Denzil Moodley likes to have a proven appeal to visitors. He shows off a few drops of liquid, one of the results of previous research. He works for Sasol, a major chemical company in South Africa. It is developing new catalysts for the production of aviation fuels in China in the climate, along with Helmholtz-Zentulam Berlin (HZB), Karlsruhe University of Technology (KIT), and other partners in industry and science. Moodley holds a container.

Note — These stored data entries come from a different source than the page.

use crate::state::ViewportClass;

/// Path-space view box the road geometry is authored in (width, height).
pub const ROAD_VIEW_BOX: (f32, f32) = (100.0, 1040.0);

/// The jet artwork points "up", so its default orientation is 90 degrees
/// off the path tangent.
pub const MARKER_ROTATION_OFFSET_DEGREES: f32 = 90.0;

/// How far past the marker (in path length units) to sample when deriving
/// the heading vector.
const HEADING_LOOKAHEAD: f32 = 1.6;

/// Polyline samples per cubic segment; plenty for a path this gentle.
const SAMPLES_PER_SEGMENT: usize = 64;

#[derive(Debug, Clone, Copy, PartialEq)]
pub struct PathPoint {
    pub x: f32,
    pub y: f32,
}

impl PathPoint {
    pub const fn new(x: f32, y: f32) -> Self {
        Self { x, y }
    }
}

/// Where to put the marker and how to rotate it, in path space.
#[derive(Debug, Clone, Copy, PartialEq)]
pub struct MarkerPose {
    pub point: PathPoint,
    pub angle_degrees: f32,
}

struct CubicSegment {
    p0: PathPoint,
    c1: PathPoint,
    c2: PathPoint,
    p1: PathPoint,
}

impl CubicSegment {
    fn point_at(&self, t: f32) -> PathPoint {
        let u = 1.0 - t;
        let b0 = u * u * u;
        let b1 = 3.0 * u * u * t;
        let b2 = 3.0 * u * t * t;
        let b3 = t * t * t;
        PathPoint::new(
            b0 * self.p0.x + b1 * self.c1.x + b2 * self.c2.x + b3 * self.p1.x,
            b0 * self.p0.y + b1 * self.c1.y + b2 * self.c2.y + b3 * self.p1.y,
        )
    }
}

/// An immutable road geometry: a chain of cubic segments flattened into an
/// arc-length table so positions along the path can be queried by distance.
pub struct RoadPath {
    samples: Vec<PathPoint>,
    cumulative: Vec<f32>,
    total_length: f32,
}

impl RoadPath {
    /// The weaving desktop road: three cubics snaking around x = 50.
    pub fn desktop() -> Self {
        Self::from_segments(&[
            CubicSegment {
                p0: PathPoint::new(50.0, 0.0),
                c1: PathPoint::new(38.0, 110.0),
                c2: PathPoint::new(62.0, 230.0),
                p1: PathPoint::new(50.0, 350.0),
            },
            CubicSegment {
                p0: PathPoint::new(50.0, 350.0),
                c1: PathPoint::new(38.0, 470.0),
                c2: PathPoint::new(62.0, 590.0),
                p1: PathPoint::new(50.0, 710.0),
            },
            CubicSegment {
                p0: PathPoint::new(50.0, 710.0),
                c1: PathPoint::new(38.0, 830.0),
                c2: PathPoint::new(62.0, 930.0),
                p1: PathPoint::new(50.0, 1040.0),
            },
        ])
    }

    /// The compact road: a straight vertical run near the left edge.
    pub fn compact() -> Self {
        Self::from_segments(&[CubicSegment {
            p0: PathPoint::new(3.5, 0.0),
            c1: PathPoint::new(3.5, 260.0),
            c2: PathPoint::new(3.5, 520.0),
            p1: PathPoint::new(3.5, 1040.0),
        }])
    }

    pub fn for_viewport(class: ViewportClass) -> Self {
        match class {
            ViewportClass::Desktop => Self::desktop(),
            ViewportClass::Compact => Self::compact(),
        }
    }

    fn from_segments(segments: &[CubicSegment]) -> Self {
        let mut samples = Vec::with_capacity(segments.len() * SAMPLES_PER_SEGMENT + 1);
        let mut cumulative = Vec::with_capacity(segments.len() * SAMPLES_PER_SEGMENT + 1);
        let mut length = 0.0;

        for (i, segment) in segments.iter().enumerate() {
            let start = if i == 0 { 0 } else { 1 };
            for step in start..=SAMPLES_PER_SEGMENT {
                let t = step as f32 / SAMPLES_PER_SEGMENT as f32;
                let point = segment.point_at(t);
                if let Some(prev) = samples.last() {
                    let prev: &PathPoint = prev;
                    length += ((point.x - prev.x).powi(2) + (point.y - prev.y).powi(2)).sqrt();
                }
                samples.push(point);
                cumulative.push(length);
            }
        }

        Self {
            samples,
            cumulative,
            total_length: length,
        }
    }

    pub fn total_length(&self) -> f32 {
        self.total_length
    }

    pub fn start_point(&self) -> PathPoint {
        self.samples[0]
    }

    pub fn end_point(&self) -> PathPoint {
        *self.samples.last().expect("path has samples")
    }

    /// Point at `distance` along the path, clamped to the path's extent.
    pub fn point_at_length(&self, distance: f32) -> PathPoint {
        let distance = distance.clamp(0.0, self.total_length);

        let idx = match self
            .cumulative
            .binary_search_by(|len| len.partial_cmp(&distance).expect("finite lengths"))
        {
            Ok(idx) => return self.samples[idx],
            Err(idx) => idx,
        };
        if idx == 0 {
            return self.samples[0];
        }
        if idx >= self.samples.len() {
            return self.end_point();
        }

        let span = self.cumulative[idx] - self.cumulative[idx - 1];
        let t = if span > 0.0 {
            (distance - self.cumulative[idx - 1]) / span
        } else {
            0.0
        };
        let a = self.samples[idx - 1];
        let b = self.samples[idx];
        PathPoint::new(a.x + (b.x - a.x) * t, a.y + (b.y - a.y) * t)
    }

    /// Marker position and heading for a clamped progress value. Heading is
    /// derived from a short look-ahead along the path, offset so the marker
    /// art aligns with the tangent; at the very end the look-behind keeps the
    /// heading from collapsing to a zero vector.
    pub fn marker_pose(&self, progress: f32) -> MarkerPose {
        let progress = progress.clamp(0.0, 1.0);
        let travel = self.total_length * progress;
        let ahead = (travel + HEADING_LOOKAHEAD).min(self.total_length);

        let point = self.point_at_length(travel);
        let (from, to) = if ahead - travel > f32::EPSILON {
            (point, self.point_at_length(ahead))
        } else {
            (self.point_at_length(travel - HEADING_LOOKAHEAD), point)
        };

        let angle_degrees =
            (to.y - from.y).atan2(to.x - from.x).to_degrees() + MARKER_ROTATION_OFFSET_DEGREES;

        MarkerPose { point, angle_degrees }
    }
}

/// Map a path-space point into an on-screen rect given as
/// (left, top, width, height). The road is authored against `ROAD_VIEW_BOX`
/// and stretched to fill, matching the original's non-uniform scaling.
pub fn map_to_rect(point: PathPoint, rect: (f32, f32, f32, f32)) -> (f32, f32) {
    let (left, top, width, height) = rect;
    (
        left + point.x / ROAD_VIEW_BOX.0 * width,
        top + point.y / ROAD_VIEW_BOX.1 * height,
    )
}

#[cfg(test)]
mod tests {
    use super::*;

    fn close(a: f32, b: f32) -> bool {
        (a - b).abs() < 0.5
    }

    #[test]
    fn test_desktop_endpoints() {
        let path = RoadPath::desktop();
        let start = path.point_at_length(0.0);
        assert!(close(start.x, 50.0) && close(start.y, 0.0));
        let end = path.point_at_length(path.total_length());
        assert!(close(end.x, 50.0) && close(end.y, 1040.0));
    }

    #[test]
    fn test_desktop_longer_than_straight_line() {
        let path = RoadPath::desktop();
        assert!(path.total_length() > 1040.0);
    }

    #[test]
    fn test_compact_path_is_vertical() {
        let path = RoadPath::compact();
        assert!(close(path.total_length(), 1040.0));
        for progress in [0.0, 0.25, 0.5, 0.75, 1.0] {
            let point = path.point_at_length(path.total_length() * progress);
            assert!(close(point.x, 3.5));
        }
    }

    #[test]
    fn test_marker_pose_at_start_matches_initial_tangent() {
        let path = RoadPath::desktop();
        let pose = path.marker_pose(0.0);
        assert_eq!(pose.point, path.start_point());

        let ahead = path.point_at_length(1.6);
        let expected = (ahead.y - pose.point.y).atan2(ahead.x - pose.point.x).to_degrees()
            + MARKER_ROTATION_OFFSET_DEGREES;
        assert!((pose.angle_degrees - expected).abs() < 1e-3);
    }

    #[test]
    fn test_marker_pose_at_end() {
        let path = RoadPath::desktop();
        let pose = path.marker_pose(1.0);
        assert!(close(pose.point.x, path.end_point().x));
        assert!(close(pose.point.y, path.end_point().y));
        assert!(pose.angle_degrees.is_finite());
    }

    #[test]
    fn test_marker_pose_clamps_progress() {
        let path = RoadPath::desktop();
        assert_eq!(path.marker_pose(-0.5), path.marker_pose(0.0));
        assert_eq!(path.marker_pose(2.0), path.marker_pose(1.0));
    }

    #[test]
    fn test_marker_stays_inside_view_box_for_any_progress() {
        let path = RoadPath::desktop();
        for i in -5..=25 {
            let pose = path.marker_pose(i as f32 * 0.05);
            assert!(pose.point.x >= 0.0 && pose.point.x <= ROAD_VIEW_BOX.0);
            assert!(pose.point.y >= 0.0 && pose.point.y <= ROAD_VIEW_BOX.1);
        }
    }

    #[test]
    fn test_compact_heading_points_down_the_road() {
        let path = RoadPath::compact();
        let pose = path.marker_pose(0.5);
        // Straight down in screen coordinates is 90 degrees; with the art
        // offset the marker sits at 180.
        assert!((pose.angle_degrees - 180.0).abs() < 0.5);
    }

    #[test]
    fn test_map_to_rect_scales_view_box() {
        let rect = (10.0, 20.0, 200.0, 2080.0);
        let (x, y) = map_to_rect(PathPoint::new(50.0, 520.0), rect);
        assert_eq!(x, 10.0 + 100.0);
        assert_eq!(y, 20.0 + 1040.0);

        let (x, y) = map_to_rect(PathPoint::new(0.0, 0.0), rect);
        assert_eq!((x, y), (10.0, 20.0));
    }
}
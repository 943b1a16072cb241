mod engine;
mod slots;

pub use engine::{DeckEngine, Direction, GestureOutcome};
pub use slots::{slot_transforms, SlotTransform, DECK_SLOTS};
mod app_state;
mod config;
mod types;

pub use app_state::AppState;
pub use config::AppConfig;
pub use types::{ViewportClass, DECK_COMPACT_BREAKPOINT, ROAD_COMPACT_BREAKPOINT};
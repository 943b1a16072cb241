use bevy::log::warn;
use bevy_egui::egui;
use std::collections::{HashMap, HashSet};
use std::fs;

const MAX_TEXTURE_SIZE: u32 = 2048;

/// Load an image asset from disk into an egui texture.
pub fn load_texture_from_path(
    ctx: &egui::Context,
    path: &str,
) -> Result<egui::TextureHandle, String> {
    let bytes = fs::read(path).map_err(|e| format!("Failed to read {}: {}", path, e))?;
    let img = image::load_from_memory(&bytes).map_err(|e| format!("Invalid image {}: {}", path, e))?;

    // Cap oversized assets, preserving aspect ratio.
    let (width, height) = (img.width(), img.height());
    let img = if width > MAX_TEXTURE_SIZE || height > MAX_TEXTURE_SIZE {
        let scale = (MAX_TEXTURE_SIZE as f32 / width as f32)
            .min(MAX_TEXTURE_SIZE as f32 / height as f32);
        let new_width = (width as f32 * scale) as u32;
        let new_height = (height as f32 * scale) as u32;
        img.resize(new_width, new_height, image::imageops::FilterType::Triangle)
    } else {
        img
    };

    let rgba = img.to_rgba8();
    let size = [rgba.width() as usize, rgba.height() as usize];
    let pixels = rgba.into_raw();
    let color_image = egui::ColorImage::from_rgba_unmultiplied(size, &pixels);

    Ok(ctx.load_texture(path, color_image, egui::TextureOptions::LINEAR))
}

/// Fetch a texture through the cache, loading it on first use. A path that
/// fails to load is remembered so we warn once and the caller can paint a
/// placeholder every frame without re-hitting the filesystem.
pub fn get_or_load(
    ctx: &egui::Context,
    cache: &mut HashMap<String, egui::TextureHandle>,
    failed: &mut HashSet<String>,
    path: &str,
) -> Option<egui::TextureHandle> {
    if let Some(texture) = cache.get(path) {
        return Some(texture.clone());
    }
    if failed.contains(path) {
        return None;
    }

    match load_texture_from_path(ctx, path) {
        Ok(texture) => {
            cache.insert(path.to_string(), texture.clone());
            Some(texture)
        }
        Err(e) => {
            warn!("asset load failed: {}", e);
            failed.insert(path.to_string());
            None
        }
    }
}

The goal is ambitious. Enables processes that can be used to produce large-scale aviation fuels from raw materials CO2 and green hydrogen. Seven project partners in Germany and South Africa want to develop catalysts for Fischer-Tropsch synthesis, a critical step in this process. These catalysts are essential for large-scale production of green kerosene. The more refined the catalyst, the more efficient it is to produce so-called sustainable aviation fuels (SAFs). In the Fischer-Tropsch process, known for decades, carbon dioxide is used to produce syngas that can be used to produce synthetic fuels. This process requires a lot of energy, but its efficiency and jet fuel yield can be significantly improved with optimized catalysts. This is the goal of the South Africa-German Innovation Project Care-O-Sene, supported by the Federal Ministry of Education and Research (BMBF).
Denzil Moodley plays a key role. He and his research group are responsible for expanding the process to a semi-industrial scale, from small bottles of fuel to thousands of liters. “This can only be done when the industry and research work closely,” says Denzil Moodley. “Everyone has unique ways and strengths that combine with our projects. As an industrial researcher, he is currently contributing an industrial perspective behind the scenes at HZB.” He has built it to the next level. We have more conversations, more interactions, more collaborative plans. ”
“As the first step, we identified four different catalysts, some of which are in advanced developmental stages and promise to be even more efficient, but others need to develop more,” explains Denzil Moodley. Sasol, the South African company where he works, has decades of experience in a well-positioned catalyst development division with Fischer-Tropsch Technology, but links with HZB “open new possibilities that don't allow access to South African synchrotrons,” says Moodley. “Usually, we use a catalyst, carry out the reaction and then analyze the catalyst (postmortem). However, thanks to HZB, we can observe directly during the reaction.” This allows researchers to get better ideas about where things can be optimized.